Import wild aufgewachsener Blutegel
Die Klägerin ist ein medizinisches Import- und Vertriebsunternehmen, das lebende Blutegel zur Anwendung in der Humanmedizin herstellt. Hierfür importiert sie unter anderem aus der Türkei Blutegel, die in ihren natürlichen Lebensräumen wild aufgewachsen sind. Zwischen ihr und dem Beklagten war streitig, ob die importierten Blutegel bereits zum Zeitpunkt der Einfuhr die Merkmale eines Arzneimittels erfüllen. Die Klägerin war der Auffassung, dass die Blutegel ihre medizinische Zweckbestimmung erst erhalten würden, nachdem im Inland ungeeignete Tiere aussortiert worden seien und die verbliebenen Blutegel einen mehrmonatigen Quarantäneprozess einschließlich mikrobiologischer Kontrolluntersuchungen durchlaufen hätten.
Beklagter Freistaat verweist auf medizinische Zweckbestimmung schon bei Einfuhr
Der beklagte Freistaat meinte demgegenüber, dass die medizinische Zweckbestimmung von Anfang an feststehe und die Blutegel deshalb schon im Einfuhrzeitpunkt als Arzneimittel zu behandeln seien.

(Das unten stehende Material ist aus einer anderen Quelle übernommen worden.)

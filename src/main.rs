use anyhow::Result;
use provider_scout::types::Confidence;
use provider_scout::{analyzer, balance_rules, capture, endpoint_state, login, notify, provider, report, storage};
use std::collections::HashSet;
use std::path::PathBuf;

fn main() -> Result<()> {
    let root = std::env::var("ROOT").unwrap_or_else(|_| ".".to_string());
    let capture_path = std::env::args()
        .nth(1)
        .map(PathBuf::from)
        .unwrap_or_else(|| PathBuf::from(&root).join("tracking").join("captured_flows.jsonl"));

    // Load scoring config (defaults when Config/scoring.yaml is absent)
    let config = storage::load_scoring_config(&root)?;

    // Ingest the capture
    let (flows, ingest) = capture::load_flows(&capture_path, config.max_body_bytes)?;
    println!(
        "Loaded {} flow(s) from {} ({} skipped)",
        flows.len(),
        capture_path.display(),
        ingest.skipped_lines
    );

    // Score endpoints
    let (candidates, stats) = analyzer::analyze_flows(&flows, &config);
    println!(
        "Scored {} candidate endpoint(s): {} critical, {} high, {} medium, {} low",
        stats.candidates, stats.critical, stats.high, stats.medium, stats.low
    );

    let login_url = login::pick_login_url(&flows);
    if let Some(url) = &login_url {
        println!("Login page: {}", url);
    }

    // Build providers for everything medium confidence and up
    let mut providers_file = storage::load_providers(&root)?;
    let existing: HashSet<String> = providers_file.providers.iter().map(|p| p.id.clone()).collect();
    let state = endpoint_state::EndpointStateStore::new(&root)?;

    let mut new_count = 0;
    for candidate in candidates.iter().filter(|c| c.confidence >= Confidence::Medium) {
        let flow = &flows[candidate.flow_index];

        state.record_observation(
            &candidate.url,
            &candidate.method,
            &flow.response_body,
            candidate.score,
            candidate.confidence.as_str(),
        )?;

        let rules = balance_rules::synthesize_rules(
            &flow.response_body,
            &candidate.content_type,
            &candidate.balance_hits,
        );
        if rules.is_empty() {
            println!("No extraction rules for {}, skipping", candidate.url);
            continue;
        }

        match provider::build_provider(candidate, flow, &rules, login_url.as_deref()) {
            Ok(built) => {
                if existing.contains(&built.id) {
                    continue;
                }
                println!("Built provider {} ({})", built.id, built.name);
                providers_file.providers.push(built);
                new_count += 1;
            }
            Err(e) => eprintln!("Skipping {}: {}", candidate.url, e),
        }
    }

    if new_count > 0 {
        storage::save_providers(&root, &providers_file)?;
    }

    // Reports
    storage::save_report(&root, "analysis.md", &report::generate_analysis_md(&candidates, &stats))?;
    storage::save_report(
        &root,
        "providers.csv",
        &report::generate_providers_csv(&providers_file.providers),
    )?;

    notify::send_notifications(&notify::format_pipeline_summary(&stats, new_count))?;

    Ok(())
}
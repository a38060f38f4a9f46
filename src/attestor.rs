//! Attestor Client Module
//!
//! Format-conversion shim in front of the external attestor-core service.
//! Two transports:
//! - HTTP: POST tasks to ATTESTOR_URL and poll them
//! - Subprocess: spawn `node $ATTESTOR_SCRIPT create-claim --json <payload>`
//!
//! Proof generation itself happens entirely on the other side; this module
//! only converts formats and maps task states onto SessionStatus.

use crate::types::{ProviderConfig, SessionStatus};
use anyhow::{bail, Context, Result};
use serde_json::Value;
use std::env;
use std::process::Command;
use std::time::Duration;

/// Maximum number of retries for transient HTTP errors
const MAX_RETRIES: u32 = 2;

/// Base delay for exponential backoff (milliseconds)
const BASE_BACKOFF_MS: u64 = 1000;

/// Request timeout for attestor calls
const REQUEST_TIMEOUT_SECS: u64 = 60;

/// How the attestor is reached
#[derive(Debug, Clone)]
pub enum AttestorMode {
    Http { base_url: String },
    Subprocess { node: String, script: String },
}

/// Task handle returned by the attestor
#[derive(Debug, Clone)]
pub struct AttestorTask {
    pub task_id: String,
    pub status: SessionStatus,
    pub detail: Option<String>,
}

/// Pick the transport from the environment
///
/// ATTESTOR_URL wins over ATTESTOR_SCRIPT; ATTESTOR_NODE overrides the
/// node binary (default "node").
pub fn mode_from_env() -> Option<AttestorMode> {
    if let Ok(base_url) = env::var("ATTESTOR_URL") {
        if !base_url.is_empty() {
            return Some(AttestorMode::Http {
                base_url: base_url.trim_end_matches('/').to_string(),
            });
        }
    }
    if let Ok(script) = env::var("ATTESTOR_SCRIPT") {
        if !script.is_empty() {
            return Some(AttestorMode::Subprocess {
                node: env::var("ATTESTOR_NODE").unwrap_or_else(|_| "node".to_string()),
                script,
            });
        }
    }
    None
}

pub struct AttestorClient {
    mode: AttestorMode,
    client: reqwest::Client,
}

impl AttestorClient {
    pub fn new(mode: AttestorMode) -> Self {
        let client = reqwest::Client::builder()
            .timeout(Duration::from_secs(REQUEST_TIMEOUT_SECS))
            .build()
            .unwrap_or_else(|_| reqwest::Client::new());
        Self { mode, client }
    }

    /// Submit a provider for attestation
    ///
    /// HTTP mode returns a task to poll; subprocess mode blocks until the
    /// claim either completes or fails.
    pub async fn submit(&self, provider: &ProviderConfig, params: &Value) -> Result<AttestorTask> {
        let payload = serde_json::json!({
            "provider": provider,
            "params": params,
        });

        match &self.mode {
            AttestorMode::Http { base_url } => {
                let url = format!("{}/tasks", base_url);
                let body = self.post_with_retry(&url, &payload).await?;
                Ok(parse_task(&body, None))
            }
            AttestorMode::Subprocess { node, script } => {
                let node = node.clone();
                let script = script.clone();
                let payload_str = serde_json::to_string(&payload)?;
                let output = tokio::task::spawn_blocking(move || {
                    run_node_command(&node, &script, "create-claim", &payload_str)
                })
                .await
                .map_err(|e| anyhow::anyhow!("attestor subprocess task join error: {}", e))??;
                Ok(parse_task(&output, None))
            }
        }
    }

    /// Poll a previously submitted HTTP task
    pub async fn poll(&self, task_id: &str) -> Result<AttestorTask> {
        match &self.mode {
            AttestorMode::Http { base_url } => {
                let url = format!("{}/tasks/{}", base_url, task_id);
                let response = self
                    .client
                    .get(&url)
                    .send()
                    .await
                    .with_context(|| format!("Failed to poll attestor task {}", task_id))?;
                if !response.status().is_success() {
                    bail!("attestor poll failed with status {}", response.status());
                }
                let body: Value = response.json().await.context("Failed to parse attestor poll response")?;
                Ok(parse_task(&body, Some(task_id)))
            }
            AttestorMode::Subprocess { .. } => {
                bail!("subprocess attestor tasks complete synchronously; nothing to poll")
            }
        }
    }

    /// POST with exponential backoff on transient failures
    async fn post_with_retry(&self, url: &str, payload: &Value) -> Result<Value> {
        let mut attempt = 0;
        loop {
            let result = self.client.post(url).json(payload).send().await;
            match result {
                Ok(response) if response.status().is_success() => {
                    return response
                        .json::<Value>()
                        .await
                        .context("Failed to parse attestor response");
                }
                Ok(response) => {
                    let status = response.status().as_u16();
                    let transient = status == 408 || status == 429 || status >= 500;
                    if !transient || attempt >= MAX_RETRIES {
                        bail!("attestor request failed with status {}", status);
                    }
                }
                Err(e) => {
                    if attempt >= MAX_RETRIES {
                        return Err(e).context("attestor request failed");
                    }
                }
            }
            let backoff = BASE_BACKOFF_MS * 2u64.pow(attempt);
            tokio::time::sleep(Duration::from_millis(backoff)).await;
            attempt += 1;
        }
    }
}

/// Spawn the attestor CLI and parse the last JSON line of its stdout
fn run_node_command(node: &str, script: &str, subcommand: &str, payload: &str) -> Result<Value> {
    let output = Command::new(node)
        .arg(script)
        .arg(subcommand)
        .arg("--json")
        .arg(payload)
        .output()
        .with_context(|| format!("Failed to spawn attestor subprocess {} {}", node, script))?;

    if !output.status.success() {
        let stderr = String::from_utf8_lossy(&output.stderr);
        bail!(
            "attestor subprocess exited with {}: {}",
            output.status,
            stderr.trim()
        );
    }

    let stdout = String::from_utf8_lossy(&output.stdout);
    stdout
        .lines()
        .rev()
        .find_map(|line| serde_json::from_str::<Value>(line.trim()).ok())
        .context("attestor subprocess produced no JSON output")
}

/// Pull the task id and status out of an attestor response, leniently
fn parse_task(body: &Value, fallback_id: Option<&str>) -> AttestorTask {
    let task_id = body
        .get("taskId")
        .or_else(|| body.get("task_id"))
        .or_else(|| body.get("id"))
        .map(|v| match v {
            Value::String(s) => s.clone(),
            other => other.to_string(),
        })
        .or_else(|| fallback_id.map(|s| s.to_string()))
        .unwrap_or_default();

    let status = body
        .get("status")
        .or_else(|| body.get("state"))
        .and_then(|v| v.as_str())
        .map(map_status)
        .unwrap_or_else(|| {
            // A claim/proof object without a status field means the work is done
            if body.get("claim").is_some() || body.get("proof").is_some() {
                SessionStatus::Completed
            } else {
                SessionStatus::Pending
            }
        });

    let detail = body
        .get("error")
        .or_else(|| body.get("message"))
        .and_then(|v| v.as_str())
        .map(|s| s.to_string());

    AttestorTask {
        task_id,
        status,
        detail,
    }
}

/// Map attestor task states onto the 4-value session status
pub fn map_status(s: &str) -> SessionStatus {
    match s.to_lowercase().as_str() {
        "pending" | "queued" | "created" | "accepted" => SessionStatus::Pending,
        "completed" | "done" | "success" | "proof_generated" => SessionStatus::Completed,
        "failed" | "error" | "rejected" | "timeout" => SessionStatus::Failed,
        _ => SessionStatus::Running,
    }
}
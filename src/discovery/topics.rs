//! Home Assistant MQTT discovery topic construction

/// Discovery prefix Home Assistant listens on
pub const DISCOVERY_PREFIX: &str = "homeassistant";

/// Entity component all published metrics are announced as
pub const COMPONENT: &str = "sensor";

/// Topic construction for one sensor set
pub struct TopicBuilder;

impl TopicBuilder {
    /// Build sensor base path: `homeassistant/sensor/{sensor_set}/{key}`
    fn build_base(sensor_set: &str, key: &str) -> String {
        format!("{DISCOVERY_PREFIX}/{COMPONENT}/{sensor_set}/{key}")
    }

    /// Build discovery config topic: `homeassistant/sensor/{sensor_set}/{key}/config`
    pub fn build_config_topic(sensor_set: &str, key: &str) -> String {
        format!("{}/config", Self::build_base(sensor_set, key))
    }

    /// Build state topic: `homeassistant/sensor/{sensor_set}/{key}/state`
    pub fn build_state_topic(sensor_set: &str, key: &str) -> String {
        format!("{}/state", Self::build_base(sensor_set, key))
    }

    /// Build unique entity id: `{sensor_set}_{key}`
    pub fn build_unique_id(sensor_set: &str, key: &str) -> String {
        format!("{sensor_set}_{key}")
    }
}
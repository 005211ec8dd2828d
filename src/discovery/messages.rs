//! Discovery config payloads

use super::topics::TopicBuilder;
use crate::sensors::SensorDescriptor;
use serde::{Deserialize, Serialize};

pub const MANUFACTURER: &str = "Weather Underground";

/// Device block shared by every sensor of a sensor set
#[derive(Debug, Clone, Serialize, Deserialize, PartialEq)]
pub struct DeviceIdentity {
    pub identifiers: Vec<String>,
    pub name: String,
    pub manufacturer: String,
}

impl DeviceIdentity {
    pub fn new(device_id: &str) -> Self {
        Self {
            identifiers: vec![device_id.to_string()],
            name: device_id.to_string(),
            manufacturer: MANUFACTURER.to_string(),
        }
    }
}

/// Retained payload on a sensor's config topic
#[derive(Debug, Clone, Serialize, Deserialize, PartialEq)]
pub struct DiscoveryConfig {
    pub name: String,
    pub state_topic: String,
    pub unique_id: String,
    pub device: DeviceIdentity,
    #[serde(skip_serializing_if = "Option::is_none")]
    pub device_class: Option<String>,
    #[serde(skip_serializing_if = "Option::is_none")]
    pub unit_of_measurement: Option<String>,
}

impl DiscoveryConfig {
    pub fn for_sensor(
        device: &DeviceIdentity,
        sensor_set: &str,
        descriptor: &SensorDescriptor,
    ) -> Self {
        Self {
            name: format!("{sensor_set} {}", descriptor.display_name),
            state_topic: TopicBuilder::build_state_topic(sensor_set, descriptor.key),
            unique_id: TopicBuilder::build_unique_id(sensor_set, descriptor.key),
            device: device.clone(),
            device_class: descriptor.device_class.map(str::to_string),
            unit_of_measurement: descriptor.unit.map(str::to_string),
        }
    }
}
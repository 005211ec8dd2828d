//! Impure I/O operations for MQTT client
//!
//! This module owns the rumqttc client and drives its event loop on a
//! background task. Lifecycle changes are forwarded to the caller as
//! [`BrokerEvent`]s; publishing goes through the [`Transport`] impl.

use super::connection::{configure_mqtt_options, MqttError, REQUEST_CHANNEL_CAPACITY};
use super::message_handler::MessageHandler;
use crate::config::MqttSection;
use crate::mqtt_span;
use crate::transport::{BrokerEvent, Transport};
use async_trait::async_trait;
use bytes::Bytes;
use rumqttc::v5::{AsyncClient, EventLoop};
use std::sync::{Mutex, PoisonError};
use std::time::Duration;
use tokio::sync::{mpsc, watch};
use tokio::task::JoinHandle;
use tracing::{debug, info, warn, Instrument};

/// Capacity of the lifecycle event channel handed to the caller
const EVENT_CHANNEL_CAPACITY: usize = 16;

/// How long `disconnect` waits for the event loop to flush and stop
const SHUTDOWN_GRACE: Duration = Duration::from_secs(2);

/// MQTT client publishing retained discovery traffic
pub struct MqttClient {
    client: AsyncClient,
    event_loop: Mutex<Option<EventLoop>>,
    broker: String,
    event_loop_handle: Option<JoinHandle<()>>,
    shutdown_tx: Option<watch::Sender<bool>>,
}

impl MqttClient {
    /// Build the client without touching the network
    pub fn new(config: &MqttSection) -> Result<Self, MqttError> {
        let mqtt_options = configure_mqtt_options(config)?;
        let (client, event_loop) = AsyncClient::new(mqtt_options, REQUEST_CHANNEL_CAPACITY);

        Ok(MqttClient {
            client,
            event_loop: Mutex::new(Some(event_loop)),
            broker: format!("{}:{}", config.host, config.port),
            event_loop_handle: None,
            shutdown_tx: None,
        })
    }

    /// Start the event loop and return the lifecycle event stream
    ///
    /// rumqttc connects lazily on the first poll, so the first event on the
    /// returned channel is either `Connected` or a terminal failure. The
    /// event loop stops after any terminal event; there is no reconnection.
    pub fn connect(&mut self) -> Result<mpsc::Receiver<BrokerEvent>, MqttError> {
        let mut event_loop = self
            .event_loop
            .get_mut()
            .unwrap_or_else(PoisonError::into_inner)
            .take()
            .ok_or(MqttError::AlreadyStarted)?;
        let (events_tx, events_rx) = mpsc::channel(EVENT_CHANNEL_CAPACITY);
        let (shutdown_tx, mut shutdown_rx) = watch::channel(false);
        let broker = self.broker.clone();

        info!(broker = %broker, "Connecting to MQTT broker");

        let span = mqtt_span!(operation = "event_loop", broker = %broker);
        let handle = tokio::spawn(async move {
            loop {
                tokio::select! {
                    _ = shutdown_rx.changed() => {
                        if *shutdown_rx.borrow() {
                            debug!("Shutdown signal received, stopping MQTT event loop");
                            break;
                        }
                    }
                    polled = event_loop.poll() => match polled {
                        Ok(event) => {
                            let route = MessageHandler::route_mqtt_event(&event);
                            if let Some(broker_event) = route.broker_event() {
                                if events_tx.send(broker_event).await.is_err() {
                                    debug!("Event receiver dropped, stopping MQTT event loop");
                                    break;
                                }
                            }
                            if route.ends_event_loop() {
                                debug!(?route, "MQTT event loop finished");
                                break;
                            }
                        }
                        Err(e) => {
                            let broker_event = MessageHandler::classify_connection_error(&e);
                            warn!(broker = %broker, error = %e, "MQTT connection failed");
                            let _ = events_tx.send(broker_event).await;
                            break;
                        }
                    }
                }
            }
        }.instrument(span));

        self.event_loop_handle = Some(handle);
        self.shutdown_tx = Some(shutdown_tx);
        Ok(events_rx)
    }

    /// Send DISCONNECT and wait briefly for the event loop to flush it
    pub async fn disconnect(&mut self) -> Result<(), MqttError> {
        let result = self
            .client
            .disconnect()
            .await
            .map_err(|e| MqttError::DisconnectFailed(Box::new(e)));

        if let Some(handle) = self.event_loop_handle.take() {
            match tokio::time::timeout(SHUTDOWN_GRACE, handle).await {
                Ok(Ok(())) => debug!("MQTT event loop shut down gracefully"),
                Ok(Err(e)) if !e.is_cancelled() => {
                    warn!(error = %e, "MQTT event loop ended with error")
                }
                Err(_) => {
                    warn!("MQTT event loop didn't shut down in time, forcing stop");
                    if let Some(shutdown_tx) = &self.shutdown_tx {
                        let _ = shutdown_tx.send(true);
                    }
                }
                _ => {}
            }
        }

        info!("MQTT client disconnected");
        result
    }

    /// Whether the background event loop has been started
    pub fn is_started(&self) -> bool {
        self.event_loop
            .lock()
            .unwrap_or_else(PoisonError::into_inner)
            .is_none()
    }
}

#[async_trait]
impl Transport for MqttClient {
    type Error = MqttError;

    async fn publish(&self, topic: &str, payload: Vec<u8>, retain: bool) -> Result<(), MqttError> {
        let qos = MessageHandler::determine_qos_level(retain);
        self.client
            .publish(topic, qos, retain, Bytes::from(payload))
            .await
            .map_err(|e| MqttError::PublishFailed(Box::new(e)))
    }
}

impl Drop for MqttClient {
    fn drop(&mut self) {
        if let Some(shutdown_tx) = &self.shutdown_tx {
            let _ = shutdown_tx.send(true);
        }

        // Can't disconnect asynchronously here; callers wanting a clean
        // DISCONNECT must call `disconnect()` first.
        if let Some(handle) = self.event_loop_handle.take() {
            handle.abort();
        }
    }
}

Danach bedürfe die Klägerin einer Erlaubnis zur Einfuhr von Arzneimitteln aus einem Nicht-EU-Land gemäß § 72 des Arzneimittelgesetzes (AMG) sowie einem Zertifikat über die Einhaltung der anerkannten Grundregeln für die Herstellung und Qualitätssicherung von Arzneimittel nach § 72a AMG. Das Verwaltungsgericht hatte der Klage stattgegeben und festgestellt, dass die Klägerin keine Einfuhrerlaubnis und kein Einfuhrzertifikat benötige. Der Verwaltungsgerichtshof hatte auf die Berufung des Beklagten die Klage abgewiesen.
BVerwG: Wesentliche weitere Aufbereitung erforderlich
Auf die Revision der Klägerin hat das BVerwG jetzt das Berufungsurteil geändert und die Berufung des Beklagten zurückgewiesen. Das VG habe zu Recht angenommen, dass die Vorschriften über die Einfuhr von Arzneimitteln nach §§ 72, 72a AMG nicht eingreifen. Die von der Klägerin importierten Blutegel seien im Zeitpunkt der Einfuhr keine Arzneimittel im Sinn von § 2 Abs. 1 AMG. Sie stellten in diesem Zeitpunkt lediglich die Vorstufe eines Arzneimittels dar. Zwar könne im Rahmen eines mehrstufigen Herstellungsprozesses auch Vor- oder Zwischenprodukten eine Arzneimitteleigenschaft zukommen. Hier stehe der Einstufung als Arzneimittel aber entgegen, dass die importierten Blutegel bis zum anwendungsfertigen Endprodukt noch einer wesentlichen weiteren Aufbereitung bedürfen. Nach den Feststellungen der Vorinstanzen würden die Blutegel bei der Klägerin einen mehrmonatigen Quarantäne- und mikrobiologischen Überwachungsprozess durchlaufen. Diese Maßnahmen seien nach der Leitlinie des Bundesinstituts für Arzneimittel und Medizinprodukte zu Blutegeln in der Humanmedizin erforderlich, um die Qualität, Wirksamkeit und Unbedenklichkeit von Blutegeln in der therapeutischen Anwendung sicherzustellen.